▶ [Your goal]: Show me every line in the listing that has the word "ConfigLoader".

---------- Source information

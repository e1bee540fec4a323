//! CLI command definitions and input loading

use clap::{Parser, Subcommand};
use eyre::{Context, Result};
use serde::{Deserialize, Serialize};
use std::fs;
use std::path::{Path, PathBuf};
use tracing::debug;

use crate::events::{AgentMetadata, DomainEvent};

/// Batcher - correlate stateful events with their indexer responses
#[derive(Parser)]
#[command(
    name = "bc",
    about = "Send stateful events through the batching queue and collect their responses",
    version
)]
pub struct Cli {
    /// Path to config file
    #[arg(short, long, global = true, help = "Path to config file")]
    pub config: Option<PathBuf>,

    /// Log level (TRACE, DEBUG, INFO, WARN, ERROR)
    #[arg(
        short = 'l',
        long = "log-level",
        global = true,
        help = "Log level (TRACE, DEBUG, INFO, WARN, ERROR)"
    )]
    pub log_level: Option<String>,

    /// Subcommand to execute
    #[command(subcommand)]
    pub command: Command,
}

/// CLI subcommands
#[derive(Debug, Subcommand)]
pub enum Command {
    /// Send the events of a file and print one response per event
    Send {
        /// YAML or JSON file holding `agent` and `events`
        #[arg(value_name = "FILE")]
        file: PathBuf,

        /// Per-event deadline in milliseconds (defaults to client.request-timeout-ms)
        #[arg(short, long)]
        timeout_ms: Option<u64>,
    },

    /// Show the module to index routing table
    Indices,
}

/// Input of `bc send`
#[derive(Debug, Clone, Serialize, Deserialize)]
pub struct EventFile {
    pub agent: AgentMetadata,
    #[serde(default)]
    pub events: Vec<DomainEvent>,
}

impl EventFile {
    /// Read an event file; JSON is accepted as YAML
    pub fn load<P: AsRef<Path>>(path: P) -> Result<Self> {
        debug!(path = %path.as_ref().display(), "EventFile::load: called");
        let content = fs::read_to_string(&path).context("Failed to read event file")?;
        let file: Self = serde_yaml::from_str(&content).context("Failed to parse event file")?;
        debug!(events = file.events.len(), "EventFile::load: parsed");
        Ok(file)
    }
}

/// Get the log file path
pub fn get_log_path() -> PathBuf {
    debug!("get_log_path: called");
    let path = dirs::data_local_dir()
        .unwrap_or_else(|| PathBuf::from("."))
        .join("batcher")
        .join("logs")
        .join("bc.log");
    debug!(?path, "get_log_path: returning path");
    path
}

#[cfg(test)]
mod tests {
    use super::*;
    use crate::events::ModuleName;
    use std::io::Write;
    use tempfile::NamedTempFile;

    #[test]
    fn test_cli_parse_send() {
        let cli = Cli::parse_from(["bc", "send", "events.yml", "--timeout-ms", "250"]);
        if let Command::Send { file, timeout_ms } = cli.command {
            assert_eq!(file, PathBuf::from("events.yml"));
            assert_eq!(timeout_ms, Some(250));
        } else {
            panic!("Expected Send command");
        }
    }

    #[test]
    fn test_cli_parse_indices() {
        let cli = Cli::parse_from(["bc", "indices"]);
        assert!(matches!(cli.command, Command::Indices));
    }

    #[test]
    fn test_cli_global_flags() {
        let cli = Cli::parse_from(["bc", "indices", "-c", "/path/to/batcher.yml", "-l", "DEBUG"]);
        assert_eq!(cli.config, Some(PathBuf::from("/path/to/batcher.yml")));
        assert_eq!(cli.log_level.as_deref(), Some("DEBUG"));
    }

    #[test]
    fn test_cli_requires_command() {
        assert!(Cli::try_parse_from(["bc"]).is_err());
    }

    #[test]
    fn test_load_yaml_event_file() {
        let mut file = NamedTempFile::new().unwrap();
        write!(
            file,
            r#"
agent:
  id: "001"
  groups: [default]
events:
  - module: fim
    data:
      file:
        path: /etc/hosts
  - module: inventory
    kind: ports
    data:
      port:
        number: 22
"#
        )
        .unwrap();

        let loaded = EventFile::load(file.path()).unwrap();

        assert_eq!(loaded.agent.id, "001");
        assert_eq!(loaded.events.len(), 2);
        assert_eq!(loaded.events[0].module(), ModuleName::Fim);
        assert_eq!(loaded.events[1].index_name(), "wazuh-states-inventory-ports");
    }

    #[test]
    fn test_load_json_event_file() {
        let mut file = NamedTempFile::new().unwrap();
        write!(
            file,
            r#"{{"agent": {{"id": "002"}}, "events": [{{"module": "sca", "data": {{"check": {{"id": 1}}}}}}]}}"#
        )
        .unwrap();

        let loaded = EventFile::load(file.path()).unwrap();

        assert!(loaded.agent.groups.is_empty());
        assert_eq!(loaded.events[0].module(), ModuleName::Sca);
    }

    #[test]
    fn test_load_missing_agent_is_error() {
        let mut file = NamedTempFile::new().unwrap();
        write!(file, "events: []").unwrap();

        assert!(EventFile::load(file.path()).is_err());
    }
}
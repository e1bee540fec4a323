//! BatcherClient - dispatcher and waiter over one queue

use std::sync::Arc;
use std::time::Duration;

use futures::future::join_all;
use muxqueue::{CorrelationId, MuxDemuxQueue, Response};
use tracing::{debug, info};

use crate::config::ClientConfig;
use crate::dispatcher::Dispatcher;
use crate::error::ClientError;
use crate::events::{AgentMetadata, DomainEvent};
use crate::waiter::Waiter;

/// Client for sending stateful events and collecting their responses
#[derive(Clone)]
pub struct BatcherClient {
    dispatcher: Dispatcher,
    waiter: Waiter,
}

impl BatcherClient {
    pub fn new(queue: Arc<dyn MuxDemuxQueue>, poll_interval: Duration) -> Self {
        debug!(?poll_interval, "BatcherClient::new: called");
        Self {
            dispatcher: Dispatcher::new(queue.clone()),
            waiter: Waiter::new(queue, poll_interval),
        }
    }

    pub fn from_config(queue: Arc<dyn MuxDemuxQueue>, config: &ClientConfig) -> Self {
        Self::new(queue, config.poll_interval())
    }

    pub fn dispatcher(&self) -> &Dispatcher {
        &self.dispatcher
    }

    pub fn waiter(&self) -> &Waiter {
        &self.waiter
    }

    /// Submit one event without waiting for it
    pub fn send_event(&self, agent: &AgentMetadata, event: &DomainEvent) -> Result<CorrelationId, ClientError> {
        self.dispatcher.submit(agent, event)
    }

    /// Wait for the response to a previously sent event
    pub async fn get_response(&self, id: &CorrelationId) -> Result<Option<Response>, ClientError> {
        self.waiter.await_result(id).await
    }

    /// Send every event, then wait for all responses concurrently
    ///
    /// Outcomes are returned in input order. Each wait is bounded by
    /// `deadline`; an event that failed to submit yields its submit error.
    pub async fn send_events(
        &self,
        agent: &AgentMetadata,
        events: &[DomainEvent],
        deadline: Duration,
    ) -> Vec<Result<Option<Response>, ClientError>> {
        debug!(agent_id = %agent.id, count = events.len(), "BatcherClient::send_events: called");
        let submitted: Vec<Result<CorrelationId, ClientError>> =
            events.iter().map(|event| self.send_event(agent, event)).collect();

        let outcomes = join_all(submitted.into_iter().map(|submit| async move {
            let id = match submit {
                Ok(id) => id,
                Err(e) => return Err(e),
            };
            self.waiter.await_result_within(&id, deadline).await
        }))
        .await;

        let delivered = outcomes.iter().filter(|o| matches!(o, Ok(Some(_)))).count();
        info!(agent_id = %agent.id, sent = events.len(), delivered, "Events sent");
        outcomes
    }
}

#[cfg(test)]
mod tests {
    use super::*;
    use crate::events::InventoryKind;
    use muxqueue::{MemoryQueue, QueueConfig};
    use serde_json::{Map, json};

    fn agent() -> AgentMetadata {
        AgentMetadata::new("001", vec!["default".to_string()])
    }

    fn event(name: &str) -> DomainEvent {
        DomainEvent::Inventory {
            kind: InventoryKind::Packages,
            data: json!({"package": {"name": name}}).as_object().cloned().unwrap(),
        }
    }

    #[tokio::test(start_paused = true)]
    async fn test_send_then_get_response() {
        let (queue, mut rx) = MemoryQueue::new(QueueConfig::default());
        let queue = Arc::new(queue);
        let client = BatcherClient::new(queue.clone(), Duration::from_millis(50));

        let id = client.send_event(&agent(), &event("openssl")).unwrap();
        let item = rx.recv().await.unwrap();
        let mut response = Map::new();
        response.insert("_index".to_string(), json!(item.destination));
        queue.record_result(&item.id, Some(response.clone())).unwrap();

        assert_eq!(client.get_response(&id).await.unwrap(), Some(response));
    }

    #[tokio::test(start_paused = true)]
    async fn test_send_events_keeps_input_order() {
        let (queue, mut rx) = MemoryQueue::new(QueueConfig::default());
        let queue = Arc::new(queue);
        let client = BatcherClient::new(queue.clone(), Duration::from_millis(50));

        let responder = {
            let queue = queue.clone();
            tokio::spawn(async move {
                // Answer in reverse order; the first item gets no result
                let mut items = Vec::new();
                for _ in 0..3 {
                    items.push(rx.recv().await.unwrap());
                }
                for (n, item) in items.iter().enumerate().rev() {
                    let response = (n > 0).then(|| {
                        let mut map = Map::new();
                        map.insert("n".to_string(), json!(n));
                        map
                    });
                    queue.record_result(&item.id, response).unwrap();
                }
                rx
            })
        };

        let events = [event("a"), event("b"), event("c")];
        let outcomes = client.send_events(&agent(), &events, Duration::from_secs(5)).await;
        let _rx = responder.await.unwrap();

        assert_eq!(outcomes.len(), 3);
        assert_eq!(outcomes[0].as_ref().unwrap(), &None);
        assert_eq!(outcomes[1].as_ref().unwrap().as_ref().unwrap()["n"], json!(1));
        assert_eq!(outcomes[2].as_ref().unwrap().as_ref().unwrap()["n"], json!(2));
    }

    #[tokio::test(start_paused = true)]
    async fn test_send_events_reports_per_event_failures() {
        let (queue, _rx) = MemoryQueue::new(QueueConfig::default());
        let client = BatcherClient::new(Arc::new(queue), Duration::from_millis(50));

        let empty = DomainEvent::Fim { data: Map::new() };
        let outcomes = client
            .send_events(&agent(), &[empty, event("openssl")], Duration::from_millis(300))
            .await;

        assert!(matches!(&outcomes[0], Err(e) if e.is_malformed()));
        assert!(matches!(&outcomes[1], Err(ClientError::Timeout { .. })));
    }

    #[test]
    fn test_from_config_uses_poll_interval() {
        let (queue, _rx) = MemoryQueue::new(QueueConfig::default());
        let config = ClientConfig {
            poll_interval_ms: 25,
            ..Default::default()
        };

        let client = BatcherClient::from_config(Arc::new(queue), &config);
        assert_eq!(client.waiter().poll_interval(), Duration::from_millis(25));
    }
}
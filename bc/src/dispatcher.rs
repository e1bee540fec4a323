//! Dispatcher - mux side of the correlation layer

use std::sync::Arc;

use muxqueue::{CorrelationId, Item, MuxDemuxQueue, QueueError};
use tracing::{debug, warn};

use crate::error::ClientError;
use crate::events::{AgentMetadata, DomainEvent};
use crate::payload::build_content;

/// Attempts at finding an id the queue does not already track
const MAX_ID_ATTEMPTS: usize = 3;

/// Shapes events into queue items and submits them
///
/// Cheap to clone; every clone submits to the same queue.
#[derive(Clone)]
pub struct Dispatcher {
    queue: Arc<dyn MuxDemuxQueue>,
}

impl Dispatcher {
    pub fn new(queue: Arc<dyn MuxDemuxQueue>) -> Self {
        Self { queue }
    }

    /// Shape and enqueue an event, returning the id to wait on
    ///
    /// Never waits for delivery. Malformed input is rejected before anything
    /// is enqueued; queue failures propagate as they happen.
    pub fn submit(&self, agent: &AgentMetadata, event: &DomainEvent) -> Result<CorrelationId, ClientError> {
        debug!(agent_id = %agent.id, module = %event.module(), "Dispatcher::submit: called");
        let content = build_content(agent, event)?;
        let destination = event.index_name();

        let mut attempt = 1;
        loop {
            let id = CorrelationId::generate();
            match self.queue.enqueue_outgoing(Item::new(id, content.clone(), destination)) {
                Ok(()) => {
                    debug!(%id, %destination, "Dispatcher::submit: enqueued");
                    return Ok(id);
                }
                Err(QueueError::DuplicateIdentifier(dup)) if attempt < MAX_ID_ATTEMPTS => {
                    warn!(%dup, attempt, "Correlation id collided with an in-flight id, regenerating");
                    attempt += 1;
                }
                Err(e) => return Err(e.into()),
            }
        }
    }
}
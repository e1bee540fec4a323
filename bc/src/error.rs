//! Client error types

use std::time::Duration;

use muxqueue::{CorrelationId, QueueError};
use thiserror::Error;

/// Errors surfaced by the dispatcher, waiter and client facade
///
/// A result that legitimately never arrived is not an error: it is returned
/// as `Ok(None)`.
#[derive(Debug, Error)]
pub enum ClientError {
    #[error("Malformed event: {0}")]
    MalformedEvent(String),

    #[error("Unknown correlation id: {0}")]
    UnknownIdentifier(CorrelationId),

    #[error("Queue unavailable: {0}")]
    QueueUnavailable(String),

    #[error("No result for {id} after {after:?}")]
    Timeout { id: CorrelationId, after: Duration },

    #[error("Queue error: {0}")]
    Queue(QueueError),
}

impl From<QueueError> for ClientError {
    fn from(err: QueueError) -> Self {
        match err {
            QueueError::Unavailable(reason) => ClientError::QueueUnavailable(reason),
            QueueError::UnknownIdentifier(id) => ClientError::UnknownIdentifier(id),
            other => ClientError::Queue(other),
        }
    }
}

impl ClientError {
    /// True for input problems the caller must fix before retrying
    pub fn is_malformed(&self) -> bool {
        matches!(self, ClientError::MalformedEvent(_))
    }
}

#[cfg(test)]
mod tests {
    use super::*;

    #[test]
    fn test_queue_errors_map_to_client_errors() {
        let id = CorrelationId::generate();

        assert!(matches!(
            ClientError::from(QueueError::Unavailable("closed".to_string())),
            ClientError::QueueUnavailable(_)
        ));
        assert!(matches!(
            ClientError::from(QueueError::UnknownIdentifier(id)),
            ClientError::UnknownIdentifier(got) if got == id
        ));
        assert!(matches!(
            ClientError::from(QueueError::Full { capacity: 4 }),
            ClientError::Queue(QueueError::Full { capacity: 4 })
        ));
    }

    #[test]
    fn test_timeout_message() {
        let err = ClientError::Timeout {
            id: CorrelationId::generate(),
            after: Duration::from_secs(30),
        };
        assert!(err.to_string().contains("30s"));
    }
}
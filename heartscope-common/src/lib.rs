//! HeartScope Common Types
//!
//! Shared types for the prediction service client: request/response records,
//! liveness probe outcome, and risk band interpretation.

pub mod health;
pub mod prediction;
pub mod report;
pub mod risk;

pub use health::HealthStatus;
pub use prediction::{FieldBounds, FieldViolation, PredictionInput, PredictionResult, RiskPercentage};
pub use report::RiskReport;
pub use risk::{clinical_action_advised, RiskLevel, CLINICAL_ACTION_THRESHOLD};
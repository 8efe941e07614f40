//! Risk band interpretation of a predicted percentage.

use serde::{Deserialize, Serialize};

/// Percentage above which a consultation is recommended.
pub const CLINICAL_ACTION_THRESHOLD: f64 = 50.0;

/// Band a risk percentage falls into.
///
/// Upper bounds are exclusive: 25.0 is `Moderate`, 80.0 is `Critical`.
#[derive(Debug, Clone, Copy, PartialEq, Eq, Hash, Serialize, Deserialize)]
#[serde(rename_all = "snake_case")]
pub enum RiskLevel {
    /// Below 25%.
    Optimal,
    /// 25% up to 50%.
    Moderate,
    /// 50% up to 80%.
    High,
    /// 80% and above.
    Critical,
}

impl RiskLevel {
    pub const ALL: [RiskLevel; 4] = [
        RiskLevel::Optimal,
        RiskLevel::Moderate,
        RiskLevel::High,
        RiskLevel::Critical,
    ];

    pub fn from_percentage(pct: f64) -> Self {
        if pct < 25.0 {
            RiskLevel::Optimal
        } else if pct < 50.0 {
            RiskLevel::Moderate
        } else if pct < 80.0 {
            RiskLevel::High
        } else {
            RiskLevel::Critical
        }
    }

    pub fn label(&self) -> &'static str {
        match self {
            RiskLevel::Optimal => "Optimal Risk",
            RiskLevel::Moderate => "Moderate Risk",
            RiskLevel::High => "High Risk",
            RiskLevel::Critical => "Critical Risk",
        }
    }

    /// Hex colour used for the band in reports.
    pub fn color(&self) -> &'static str {
        match self {
            RiskLevel::Optimal => "#10b981",
            RiskLevel::Moderate => "#f59e0b",
            RiskLevel::High => "#ef4444",
            RiskLevel::Critical => "#b91c1c",
        }
    }

    pub fn interpretation(&self) -> &'static str {
        match self {
            RiskLevel::Optimal => {
                "Values are within the normal statistical range, indicating strong cardiovascular health markers."
            }
            RiskLevel::Moderate => {
                "Some risk factors are present. Preventative lifestyle adjustments may reduce future risk."
            }
            RiskLevel::High => {
                "Multiple correlating risk factors detected. Clinical attention and diagnostic follow-up are advised."
            }
            RiskLevel::Critical => {
                "Critical threshold reached. Immediate clinical correlation is necessary to address high-risk indicators."
            }
        }
    }
}

impl std::fmt::Display for RiskLevel {
    fn fmt(&self, f: &mut std::fmt::Formatter<'_>) -> std::fmt::Result {
        f.write_str(self.label())
    }
}

/// Whether the percentage exceeds the observational threshold.
pub fn clinical_action_advised(pct: f64) -> bool {
    pct > CLINICAL_ACTION_THRESHOLD
}

#[cfg(test)]
mod tests {
    use super::*;

    #[test]
    fn test_band_boundaries() {
        assert_eq!(RiskLevel::from_percentage(0.0), RiskLevel::Optimal);
        assert_eq!(RiskLevel::from_percentage(24.99), RiskLevel::Optimal);
        assert_eq!(RiskLevel::from_percentage(25.0), RiskLevel::Moderate);
        assert_eq!(RiskLevel::from_percentage(49.9), RiskLevel::Moderate);
        assert_eq!(RiskLevel::from_percentage(50.0), RiskLevel::High);
        assert_eq!(RiskLevel::from_percentage(79.99), RiskLevel::High);
        assert_eq!(RiskLevel::from_percentage(80.0), RiskLevel::Critical);
        assert_eq!(RiskLevel::from_percentage(100.0), RiskLevel::Critical);
    }

    #[test]
    fn test_clinical_action_is_strictly_above_fifty() {
        assert!(!clinical_action_advised(50.0));
        assert!(clinical_action_advised(50.1));
        assert!(!clinical_action_advised(12.0));
    }

    #[test]
    fn test_labels_and_colors_are_distinct() {
        let labels: std::collections::HashSet<_> =
            RiskLevel::ALL.iter().map(|l| l.label()).collect();
        let colors: std::collections::HashSet<_> =
            RiskLevel::ALL.iter().map(|l| l.color()).collect();
        assert_eq!(labels.len(), 4);
        assert_eq!(colors.len(), 4);
        assert_eq!(RiskLevel::High.to_string(), "High Risk");
    }

    #[test]
    fn test_risk_level_serialization() {
        let json = serde_json::to_string(&RiskLevel::Critical).unwrap();
        assert_eq!(json, r#""critical""#);
    }
}
//! HeartScope client - request gateway for the remote cardiovascular risk
//! prediction service.

pub mod assessment;
pub mod config;
pub mod error;
pub mod gateway;

pub use assessment::assess;
pub use config::{ApiConfig, Config, LoggingConfig};
pub use error::{OutcomeError, Result};
pub use gateway::{classify, PredictionService, RequestGateway, TransportFailure, DEFAULT_TIMEOUT};
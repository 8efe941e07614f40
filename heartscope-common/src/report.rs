//! Assessment report produced after a successful prediction.

use chrono::{DateTime, Utc};
use serde::{Deserialize, Serialize};
use uuid::Uuid;

use crate::prediction::{PredictionInput, PredictionResult};
use crate::risk::{clinical_action_advised, RiskLevel};

/// A prediction result together with its interpretation.
#[derive(Debug, Clone, Serialize, Deserialize)]
pub struct RiskReport {
    pub id: Uuid,
    pub assessed_at: DateTime<Utc>,
    pub input: PredictionInput,
    pub risk_percentage: f64,
    pub level: RiskLevel,
    pub clinical_action_advised: bool,
    /// Raw service response.
    pub result: PredictionResult,
}

impl RiskReport {
    /// Build a report from an already-parsed risk percentage.
    pub fn new(input: PredictionInput, result: PredictionResult, risk_percentage: f64) -> Self {
        Self {
            id: Uuid::new_v4(),
            assessed_at: Utc::now(),
            input,
            risk_percentage,
            level: RiskLevel::from_percentage(risk_percentage),
            clinical_action_advised: clinical_action_advised(risk_percentage),
            result,
        }
    }

    /// One-paragraph summary, percentage rounded to one decimal.
    pub fn summary(&self) -> String {
        format!(
            "The model indicates a {:.1}% probability of underlying cardiovascular conditions ({}). {}",
            self.risk_percentage,
            self.level.label(),
            self.level.interpretation()
        )
    }
}

#[cfg(test)]
mod tests {
    use super::*;
    use crate::prediction::RiskPercentage;

    fn result(pct: &str) -> PredictionResult {
        PredictionResult {
            risk_percentage: RiskPercentage::Text(pct.to_string()),
            extra: serde_json::Map::new(),
        }
    }

    #[test]
    fn test_report_derives_level_and_action() {
        let report = RiskReport::new(PredictionInput::default(), result("63.2"), 63.2);
        assert_eq!(report.level, RiskLevel::High);
        assert!(report.clinical_action_advised);
        assert!(report.summary().starts_with("The model indicates a 63.2% probability"));
    }

    #[test]
    fn test_reports_get_distinct_ids() {
        let a = RiskReport::new(PredictionInput::default(), result("10"), 10.0);
        let b = RiskReport::new(PredictionInput::default(), result("10"), 10.0);
        assert_ne!(a.id, b.id);
        assert_eq!(a.level, RiskLevel::Optimal);
        assert!(!a.clinical_action_advised);
    }
}
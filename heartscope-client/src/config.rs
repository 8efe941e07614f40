//! Configuration for the HeartScope client.

use std::env;

use config::{Config as ConfigLoader, ConfigError, Environment, File};
use serde::Deserialize;

/// Environment variable overriding the prediction service address.
pub const API_URL_ENV: &str = "HEARTSCOPE_API_URL";

/// Main configuration structure.
#[derive(Debug, Clone, Deserialize)]
pub struct Config {
    #[serde(default)]
    pub api: ApiConfig,
    #[serde(default)]
    pub logging: LoggingConfig,
}

/// Remote prediction service settings.
#[derive(Debug, Clone, Deserialize)]
pub struct ApiConfig {
    #[serde(default = "default_base_url")]
    pub base_url: String,
    /// Per-call timeout in seconds (default: 10).
    #[serde(default = "default_timeout_secs")]
    pub timeout_secs: u64,
}

impl Default for ApiConfig {
    fn default() -> Self {
        Self {
            base_url: default_base_url(),
            timeout_secs: default_timeout_secs(),
        }
    }
}

#[derive(Debug, Clone, Deserialize)]
pub struct LoggingConfig {
    /// Default filter when RUST_LOG is unset (default: info)
    #[serde(default = "default_log_level")]
    pub level: String,
}

impl Default for LoggingConfig {
    fn default() -> Self {
        Self {
            level: default_log_level(),
        }
    }
}

// Default values
fn default_base_url() -> String {
    "https://heart-scope-backend.onrender.com".to_string()
}
fn default_timeout_secs() -> u64 {
    10
}
fn default_log_level() -> String {
    "info".to_string()
}

impl Config {
    /// Load configuration from file and environment variables.
    ///
    /// Configuration sources (in order of precedence):
    /// 1. `HEARTSCOPE_API_URL` for the service address
    /// 2. Environment variables (HEARTSCOPE__SECTION__KEY format)
    /// 3. heartscope.toml file (if present)
    /// 4. Built-in defaults
    pub fn load() -> Result<Self, ConfigError> {
        Self::load_from("heartscope", env::var(API_URL_ENV).ok())
    }

    /// Load using an explicit config file stem and base URL override.
    pub fn load_from(file: &str, base_url_override: Option<String>) -> Result<Self, ConfigError> {
        let base_url_override = base_url_override.filter(|url| !url.trim().is_empty());

        let config = ConfigLoader::builder()
            .set_default("api.base_url", default_base_url())?
            .set_default("api.timeout_secs", default_timeout_secs() as i64)?
            .set_default("logging.level", default_log_level())?
            .add_source(File::with_name(file).required(false))
            .add_source(
                Environment::with_prefix("HEARTSCOPE")
                    .separator("__")
                    .try_parsing(true),
            )
            .set_override_option("api.base_url", base_url_override)?
            .build()?;

        let config: Self = config.try_deserialize()?;
        if config.api.timeout_secs == 0 {
            return Err(ConfigError::Message(
                "api.timeout_secs must be at least 1".to_string(),
            ));
        }

        Ok(config)
    }
}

--------------------

▶ [Task answer]:
use config::{Config as ConfigLoader, ConfigError, Environment, File};
        let config = ConfigLoader::builder()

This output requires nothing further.